Dans les universités de l’Union européenne hors établissements publics, ainsi que dans les programmes privés, les frais annuels se situent souvent entre 10 000 € et 25 000 € pour les études de santé, de dentisterie ou de vétérinaire. Hors Union européenne, les études de médecine, dentaire et vétérinaire démarrent fréquemment à 40 000 € par an.
Pour la kinésithérapie, l’orthophonie ou les soins infirmiers hors UE, il faut souvent prévoir entre 20 000 € et 30 000 € par an. Ces montants montrent qu’un projet d’étude à l’étranger doit être construit avec précision, en intégrant la durée totale du cursus et non la seule première année.
De nombreuses bourses existent selon les pays et les universités, y compris pour des cursus francophones et anglophones. Elles peuvent alléger le coût global, mais elles ne doivent jamais être considérées comme automatiques. Un dossier solide, un bon niveau académique et une lecture attentive des conditions d’attribution restent nécessaires.
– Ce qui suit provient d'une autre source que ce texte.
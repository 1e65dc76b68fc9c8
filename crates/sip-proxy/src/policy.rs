//! Broadcast ringing policy.
//!
//! Maps an address of record to the contact URIs that should ring in
//! parallel when it receives an INVITE. Built once at startup from the
//! rule storage and read-only afterwards.

use std::collections::HashMap;

use smol_str::SmolStr;

/// One broadcast-enabled address and its ordered targets.
#[derive(Debug, Clone)]
pub struct BroadcastRule {
    pub address: String,
    pub targets: Vec<String>,
}

/// Case-insensitive lookup table over broadcast rules.
#[derive(Debug, Default)]
pub struct BroadcastPolicy {
    targets: HashMap<String, Vec<SmolStr>>,
}

impl BroadcastPolicy {
    pub fn new(rules: Vec<BroadcastRule>) -> Self {
        let mut targets = HashMap::with_capacity(rules.len());
        for rule in rules {
            let address = normalise_address(&rule.address);
            if address.is_empty() {
                continue;
            }
            let cleaned: Vec<SmolStr> = rule
                .targets
                .iter()
                .map(|t| t.trim())
                .filter(|t| !t.is_empty())
                .map(SmolStr::new)
                .collect();
            targets.insert(address, cleaned);
        }
        Self { targets }
    }

    /// Returns the ordered targets configured for the address, if any.
    pub fn targets(&self, address: &str) -> Vec<SmolStr> {
        let address = normalise_address(address);
        if address.is_empty() {
            return Vec::new();
        }
        self.targets.get(&address).cloned().unwrap_or_default()
    }

    /// Reports whether a rule exists for the address, even an empty one.
    pub fn has(&self, address: &str) -> bool {
        let address = normalise_address(address);
        !address.is_empty() && self.targets.contains_key(&address)
    }

    pub fn rule_count(&self) -> usize {
        self.targets.len()
    }
}

fn normalise_address(address: &str) -> String {
    address.trim().to_ascii_lowercase()
}

#[cfg(test)]
mod tests {
    use super::*;

    fn policy() -> BroadcastPolicy {
        BroadcastPolicy::new(vec![
            BroadcastRule {
                address: "sip:1000@Example.Com".to_owned(),
                targets: vec![
                    "sip:a@h1".to_owned(),
                    "  ".to_owned(),
                    "sip:b@h2".to_owned(),
                ],
            },
            BroadcastRule {
                address: "sip:empty@example.com".to_owned(),
                targets: vec![],
            },
        ])
    }

    #[test]
    fn lookup_is_case_insensitive_and_ordered() {
        let policy = policy();
        let targets = policy.targets("SIP:1000@example.com ");
        assert_eq!(targets.len(), 2);
        assert_eq!(targets[0].as_str(), "sip:a@h1");
        assert_eq!(targets[1].as_str(), "sip:b@h2");
    }

    #[test]
    fn has_reports_empty_rules_too() {
        let policy = policy();
        assert!(policy.has("sip:1000@example.com"));
        assert!(policy.has("sip:empty@example.com"));
        assert!(policy.targets("sip:empty@example.com").is_empty());
        assert!(!policy.has("sip:2000@example.com"));
    }
}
Reconnaissance des diplômes, mobilité et exercice professionnel
L’un des grands avantages des études de santé en Europe tient à la mobilité professionnelle. Un diplôme obtenu dans un État membre de l’Union européenne peut, sous conditions, être reconnu dans l’ensemble de l’Union. Cela permet d’envisager un retour en France ou une installation dans un autre pays membre après les études.
Lorsque la formation respecte les standards européens, la reconnaissance peut être automatique pour certaines professions. Dans ce cadre, il n’y a ni stage d’adaptation ni examen complémentaire. En revanche, si la formation présente des différences avec les attentes locales, l’autorité compétente peut demander un examen supplémentaire ou un stage d’adaptation.
En France, la reconnaissance d’un diplôme étranger dépend du respect de la durée et du contenu exigés par les normes européennes. Une fois cette reconnaissance obtenue, le professionnel doit encore s’inscrire auprès de l’ordre ou de l’organisme régulateur compétent du pays d’accueil pour pouvoir exercer légalement.
Cette étape administrative est souvent sous-estimée. Pourtant, elle conditionne le droit de prescription, l’exercice autonome et l’accès à certaines fonctions hospitalières ou libérales. La reconnaissance ouvre la porte, mais l’inscription professionnelle valide réellement l’exercice.
Tendances et choix des étudiants français concernant les études de santé en Europe
Les étudiants français se tournent de plus en plus vers l’Europe pour les études de santé. Cette évolution s’explique par la complexité du système national, la sélectivité du PASS et de la LAS, mais aussi par l’existence d’alternatives plus lisibles dans certains pays. Les parcours en anglais ou en français jouent également un rôle important dans ce mouvement.
Beaucoup d’étudiants recherchent une voie d’accès différente, parfois sans concours en première année, ou avec une admission fondée sur le dossier. D’autres privilégient une durée d’études mieux adaptée à leur projet ou un environnement pédagogique plus international. La Belgique, l’Espagne, la Roumanie, l’Allemagne, les Pays-Bas, le Portugal et la Suisse figurent parmi les destinations fréquemment citées.
Cette dynamique ne signifie pas que tous les parcours à l’étranger sont plus simples. Elle montre plutôt qu’il existe plusieurs façons de construire un projet de formation en santé. Le bon choix dépend de la filière, du budget, du niveau linguistique, du projet d’exercice futur et des règles de reconnaissance applicables dans le pays visé.
Au final, l’Europe offre un ensemble cohérent d’options pour se former aux métiers de santé, avec des durées, des coûts et des modes d’admission très différents. Comparer la filière, le pays et les conditions de reconnaissance reste la meilleure manière d’avancer avec méthode et de préparer sereinement son avenir professionnel.